いんてる、入ってるんですね。それがどんなものなのか知らないんですけど。
「あ、これ。めろんが拾われた時の画像だね」
そらご主人様がそう言って、パソコンの画面を見つめます。めろんが拾われてきた頃という事は、僕と同じ仔にゃんこだったという事でしょーか。これは確認せずにはいられませんよ!

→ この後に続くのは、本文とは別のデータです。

//! Placeholder substitution for template values.
//!
//! Format strings use the `str.format_map` syntax that yt-dlp users already
//! know from output templates: `{title}`, `{thumbnails[0][url]}`,
//! `{view_count:,}`, `{id!r}`, with `{{` and `}}` for literal braces. A field
//! that is missing from the record formats as an empty string, so `{id!r}`
//! gives `''` and `{id:>3}` gives three spaces. A format spec that cannot
//! apply to a string renders a missing field as nothing instead of failing.

use serde_json::Value;

use crate::record::RawRecord;
use crate::record::display_value;
use crate::record::float_repr;
use crate::record::repr_value;

/// Substitute every replacement field in `template` from `record`.
///
/// The error is a human readable reason; callers attach the template key.
pub fn format_record(template: &str, record: &RawRecord) -> Result<String, String> {
	let mut output = String::with_capacity(template.len());
	let mut rest = template;

	while let Some(index) = rest.find(['{', '}']) {
		output.push_str(&rest[..index]);
		let brace = rest.as_bytes()[index];
		let after = &rest[index + 1..];

		if brace == b'}' {
			if !after.starts_with('}') {
				return Err("single '}' encountered in format string".to_string());
			}
			output.push('}');
			rest = &after[1..];
			continue;
		}

		if after.starts_with('{') {
			output.push('{');
			rest = &after[1..];
			continue;
		}

		let end = field_end(after)?;
		output.push_str(&render_field(&after[..end], record)?);
		rest = &after[end + 1..];
	}

	output.push_str(rest);
	Ok(output)
}

/// Byte offset of the `}` closing the field that starts at `text`.
fn field_end(text: &str) -> Result<usize, String> {
	let mut depth = 1usize;
	let mut in_brackets = false;

	for (index, ch) in text.char_indices() {
		match ch {
			'[' if depth == 1 => in_brackets = true,
			']' if depth == 1 => in_brackets = false,
			'{' if !in_brackets => depth += 1,
			'}' if !in_brackets => {
				depth -= 1;
				if depth == 0 {
					return Ok(index);
				}
			}
			_ => {}
		}
	}

	Err("expected '}' before end of string".to_string())
}

#[derive(Debug, Clone, PartialEq, Eq)]
enum Accessor<'a> {
	Attribute(&'a str),
	Item(&'a str),
}

fn render_field(field: &str, record: &RawRecord) -> Result<String, String> {
	let (name, conversion, spec) = split_field(field)?;
	let (first, accessors) = parse_field_name(name)?;

	let mut value = record.get(first);
	for accessor in &accessors {
		value = value.and_then(|current| lookup(current, accessor));
	}

	let empty = Value::String(String::new());
	let found = value.filter(|value| !value.is_null());
	let missing = found.is_none();
	let value = found.unwrap_or(&empty);

	let spec = if spec.contains('{') {
		format_record(spec, record)?
	} else {
		spec.to_string()
	};

	let converted = match conversion {
		None => None,
		Some('s') => Some(Value::String(display_value(value))),
		Some('r' | 'a') => Some(Value::String(repr_value(value))),
		Some(other) => return Err(format!("unknown conversion specifier {other}")),
	};

	let rendered = apply_spec(converted.as_ref().unwrap_or(value), &spec);
	if missing {
		return Ok(rendered.unwrap_or_default());
	}

	rendered
}

/// Split `name!conversion:spec`.
fn split_field(field: &str) -> Result<(&str, Option<char>, &str), String> {
	let mut in_brackets = false;
	let mut name_end = field.len();
	for (index, ch) in field.char_indices() {
		match ch {
			'[' => in_brackets = true,
			']' => in_brackets = false,
			'!' | ':' if !in_brackets => {
				name_end = index;
				break;
			}
			_ => {}
		}
	}

	let name = &field[..name_end];
	let rest = &field[name_end..];

	if let Some(rest) = rest.strip_prefix('!') {
		let mut chars = rest.chars();
		let Some(conversion) = chars.next() else {
			return Err("end of string while looking for conversion specifier".to_string());
		};
		let after = chars.as_str();
		if after.is_empty() {
			return Ok((name, Some(conversion), ""));
		}
		let Some(spec) = after.strip_prefix(':') else {
			return Err("expected ':' after conversion specifier".to_string());
		};
		return Ok((name, Some(conversion), spec));
	}

	Ok((name, None, rest.strip_prefix(':').unwrap_or(rest)))
}

fn parse_field_name(name: &str) -> Result<(&str, Vec<Accessor<'_>>), String> {
	let first_end = name.find(['.', '[']).unwrap_or(name.len());
	let first = &name[..first_end];

	if first.is_empty() || first.bytes().all(|byte| byte.is_ascii_digit()) {
		return Err("format string contains positional fields".to_string());
	}

	let mut accessors = Vec::new();
	let mut rest = &name[first_end..];
	while !rest.is_empty() {
		if let Some(after) = rest.strip_prefix('.') {
			let end = after.find(['.', '[']).unwrap_or(after.len());
			if end == 0 {
				return Err("empty attribute in format string".to_string());
			}
			accessors.push(Accessor::Attribute(&after[..end]));
			rest = &after[end..];
		} else if let Some(after) = rest.strip_prefix('[') {
			let Some(end) = after.find(']') else {
				return Err("missing ']' in format string".to_string());
			};
			if end == 0 {
				return Err("empty attribute in format string".to_string());
			}
			accessors.push(Accessor::Item(&after[..end]));
			rest = &after[end + 1..];
		} else {
			return Err("only '.' or '[' may follow ']' in format field specifier".to_string());
		}
	}

	Ok((first, accessors))
}

fn lookup<'v>(value: &'v Value, accessor: &Accessor<'_>) -> Option<&'v Value> {
	match (value, accessor) {
		(Value::Object(fields), Accessor::Attribute(key) | Accessor::Item(key)) => fields.get(*key),
		(Value::Array(items), Accessor::Item(index)) => {
			let index: usize = index.parse().ok()?;
			items.get(index)
		}
		_ => None,
	}
}

/// Parsed `[[fill]align][sign][#][0][width][,|_][.precision][type]`.
#[derive(Debug, Clone, PartialEq, Eq)]
struct FormatSpec {
	fill: char,
	align: Option<char>,
	sign: Option<char>,
	zero: bool,
	width: usize,
	grouping: Option<char>,
	precision: Option<usize>,
	kind: Option<char>,
}

impl FormatSpec {
	fn parse(spec: &str) -> Result<Self, String> {
		let chars: Vec<char> = spec.chars().collect();
		let mut parsed = Self {
			fill: ' ',
			align: None,
			sign: None,
			zero: false,
			width: 0,
			grouping: None,
			precision: None,
			kind: None,
		};
		let mut index = 0;

		if chars.len() >= 2 && is_align(chars[1]) {
			parsed.fill = chars[0];
			parsed.align = Some(chars[1]);
			index = 2;
		} else if chars.first().copied().is_some_and(is_align) {
			parsed.align = Some(chars[0]);
			index = 1;
		}

		if let Some(&sign @ ('+' | '-' | ' ')) = chars.get(index) {
			parsed.sign = Some(sign);
			index += 1;
		}

		if chars.get(index) == Some(&'#') {
			index += 1;
		}

		if chars.get(index) == Some(&'0') {
			parsed.zero = true;
			index += 1;
		}

		let width_start = index;
		while chars.get(index).is_some_and(char::is_ascii_digit) {
			index += 1;
		}
		if index > width_start {
			parsed.width = collect_number(&chars[width_start..index])?;
		}

		if let Some(&grouping @ (',' | '_')) = chars.get(index) {
			parsed.grouping = Some(grouping);
			index += 1;
		}

		if chars.get(index) == Some(&'.') {
			index += 1;
			let precision_start = index;
			while chars.get(index).is_some_and(char::is_ascii_digit) {
				index += 1;
			}
			if index == precision_start {
				return Err("format specifier missing precision".to_string());
			}
			parsed.precision = Some(collect_number(&chars[precision_start..index])?);
		}

		if let Some(&kind) = chars.get(index) {
			parsed.kind = Some(kind);
			index += 1;
		}

		if index != chars.len() {
			return Err("invalid format specifier".to_string());
		}

		Ok(parsed)
	}
}

fn is_align(ch: char) -> bool {
	matches!(ch, '<' | '>' | '=' | '^')
}

fn collect_number(digits: &[char]) -> Result<usize, String> {
	digits
		.iter()
		.collect::<String>()
		.parse()
		.map_err(|_| "too many decimal digits in format string".to_string())
}

enum Formattable {
	Text(String),
	Integer(i128),
	Float(f64),
}

fn apply_spec(value: &Value, spec: &str) -> Result<String, String> {
	if spec.is_empty() {
		return Ok(display_value(value));
	}

	let spec = FormatSpec::parse(spec)?;
	let formattable = match value {
		Value::Bool(flag) => Formattable::Integer(i128::from(*flag)),
		Value::Number(number) => {
			if let Some(integer) = number.as_i64() {
				Formattable::Integer(i128::from(integer))
			} else if let Some(integer) = number.as_u64() {
				Formattable::Integer(i128::from(integer))
			} else {
				Formattable::Float(number.as_f64().unwrap_or(f64::NAN))
			}
		}
		other => Formattable::Text(display_value(other)),
	};

	match formattable {
		Formattable::Text(text) => format_text(&text, &spec),
		Formattable::Integer(integer) => format_integer(integer, &spec),
		Formattable::Float(float) => format_float(float, &spec),
	}
}

fn format_text(text: &str, spec: &FormatSpec) -> Result<String, String> {
	if let Some(kind) = spec.kind.filter(|kind| *kind != 's') {
		return Err(format!(
			"unknown format code '{kind}' for object of type 'str'"
		));
	}
	if spec.sign.is_some() {
		return Err("sign not allowed in string format specifier".to_string());
	}
	if let Some(grouping) = spec.grouping {
		return Err(format!("cannot specify '{grouping}' with 's'"));
	}
	if spec.align == Some('=') {
		return Err("'=' alignment not allowed in string format specifier".to_string());
	}

	let body: String = match spec.precision {
		Some(precision) => text.chars().take(precision).collect(),
		None => text.to_string(),
	};

	let (fill, align) = if spec.zero && spec.align.is_none() {
		('0', '<')
	} else {
		(spec.fill, spec.align.unwrap_or('<'))
	};

	Ok(pad("", &body, fill, align, spec.width))
}

fn format_integer(integer: i128, spec: &FormatSpec) -> Result<String, String> {
	let digits = match spec.kind {
		None | Some('d' | 'n') => {
			if spec.precision.is_some() {
				return Err("precision not allowed in integer format specifier".to_string());
			}
			group_digits(&integer.unsigned_abs().to_string(), spec.grouping)
		}
		Some('x') => format!("{:x}", integer.unsigned_abs()),
		Some('X') => format!("{:X}", integer.unsigned_abs()),
		Some('o') => format!("{:o}", integer.unsigned_abs()),
		Some('b') => format!("{:b}", integer.unsigned_abs()),
		Some('f' | 'F' | '%') => return format_float(integer as f64, spec),
		Some(kind) => {
			return Err(format!(
				"unknown format code '{kind}' for object of type 'int'"
			));
		}
	};

	Ok(finish_number(integer < 0, &digits, spec))
}

fn format_float(float: f64, spec: &FormatSpec) -> Result<String, String> {
	let magnitude = float.abs();
	let digits = match spec.kind {
		None if spec.precision.is_none() => float_repr(magnitude),
		Some('f' | 'F') => {
			let precision = spec.precision.unwrap_or(6);
			group_fixed(&format!("{magnitude:.precision$}"), spec.grouping)
		}
		Some('%') => {
			let precision = spec.precision.unwrap_or(6);
			let percent = magnitude * 100.0;
			format!("{}%", group_fixed(&format!("{percent:.precision$}"), spec.grouping))
		}
		None => return Err("precision without a presentation type is not supported".to_string()),
		Some(kind) => {
			return Err(format!(
				"unknown format code '{kind}' for object of type 'float'"
			));
		}
	};

	Ok(finish_number(float.is_sign_negative() && float != 0.0, &digits, spec))
}

fn finish_number(negative: bool, digits: &str, spec: &FormatSpec) -> String {
	let sign = match (negative, spec.sign) {
		(true, _) => "-",
		(false, Some('+')) => "+",
		(false, Some(' ')) => " ",
		_ => "",
	};

	let (fill, align) = if spec.zero && spec.align.is_none() {
		('0', '=')
	} else {
		(spec.fill, spec.align.unwrap_or('>'))
	};

	pad(sign, digits, fill, align, spec.width)
}

fn group_fixed(fixed: &str, grouping: Option<char>) -> String {
	match fixed.split_once('.') {
		Some((whole, fraction)) => format!("{}.{fraction}", group_digits(whole, grouping)),
		None => group_digits(fixed, grouping),
	}
}

fn group_digits(digits: &str, grouping: Option<char>) -> String {
	let Some(separator) = grouping else {
		return digits.to_string();
	};

	let mut grouped = String::with_capacity(digits.len() + digits.len() / 3);
	for (index, ch) in digits.chars().enumerate() {
		if index > 0 && (digits.len() - index) % 3 == 0 {
			grouped.push(separator);
		}
		grouped.push(ch);
	}
	grouped
}

fn pad(sign: &str, body: &str, fill: char, align: char, width: usize) -> String {
	let length = sign.chars().count() + body.chars().count();
	if length >= width {
		return format!("{sign}{body}");
	}

	let padding = width - length;
	let repeat = |count: usize| fill.to_string().repeat(count);
	match align {
		'<' => format!("{sign}{body}{}", repeat(padding)),
		'^' => {
			let left = padding / 2;
			format!("{}{sign}{body}{}", repeat(left), repeat(padding - left))
		}
		'=' => format!("{sign}{}{body}", repeat(padding)),
		_ => format!("{}{sign}{body}", repeat(padding)),
	}
}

僕がそらご主人様のお膝の上にジャンプしようとすると、めろんが凄く威嚇してきました。
《こら、こっぺ! あなたは見ちゃ駄目よっ!》
《なんでー!? 僕、仔にゃんこのめろん見てみたい!》
《駄目だったら! 私にだって、見せたくないものの一つや二つあるのっ。察しなさいな!》
シャーッと怖い顔で、パンチする態勢になるめろんに、僕はどうすることもできません。だって、仔にゃんことにゃんこの体格は全然違いますし、力の差だって歴然です。知能だってにゃんこの方が数倍も上ですし。うう、それでも見たい……。
諦めようとしていたその時、そらご主人様が僕を抱き上げて膝の上に乗せました。
《ああっ! ちょっと、ご主人様!》
「ほーら、こっぺ。これ、めろんがまだ小っちゃかった頃だよ。今のキミと比べてどう?」
めろんの非難の声を押し殺して、そらご主人様は抱っこした僕を画面に近づけます。
画面の中のめろんは、拾われた頃の僕よりもずっと小さくて、そしてとても汚れていました。
《ああもうっ! だから見せたくなかったのに!》
《……》
「あれ、こっぺ? いきなり見せたから、びっくりしちゃったかな?」
ええもう。ビックリですよ。
初めて自己紹介した時、めろんは自分の事を二人のご主人様に飼われているにゃんこ、とだけ言いました。僕はそれを勝手に、生まれた時からずっとこの家にいると解釈していたのです。でも、現実はちょっと違ったんですね。
画面の中にいるめろんはとても小さくて、まだへその緒も取れていないようでした。そのうえ、白い毛が泥にまみれて黒と灰色のマーブル模様になっています。金色と青の綺麗な瞳は、まだ開いていませんでした。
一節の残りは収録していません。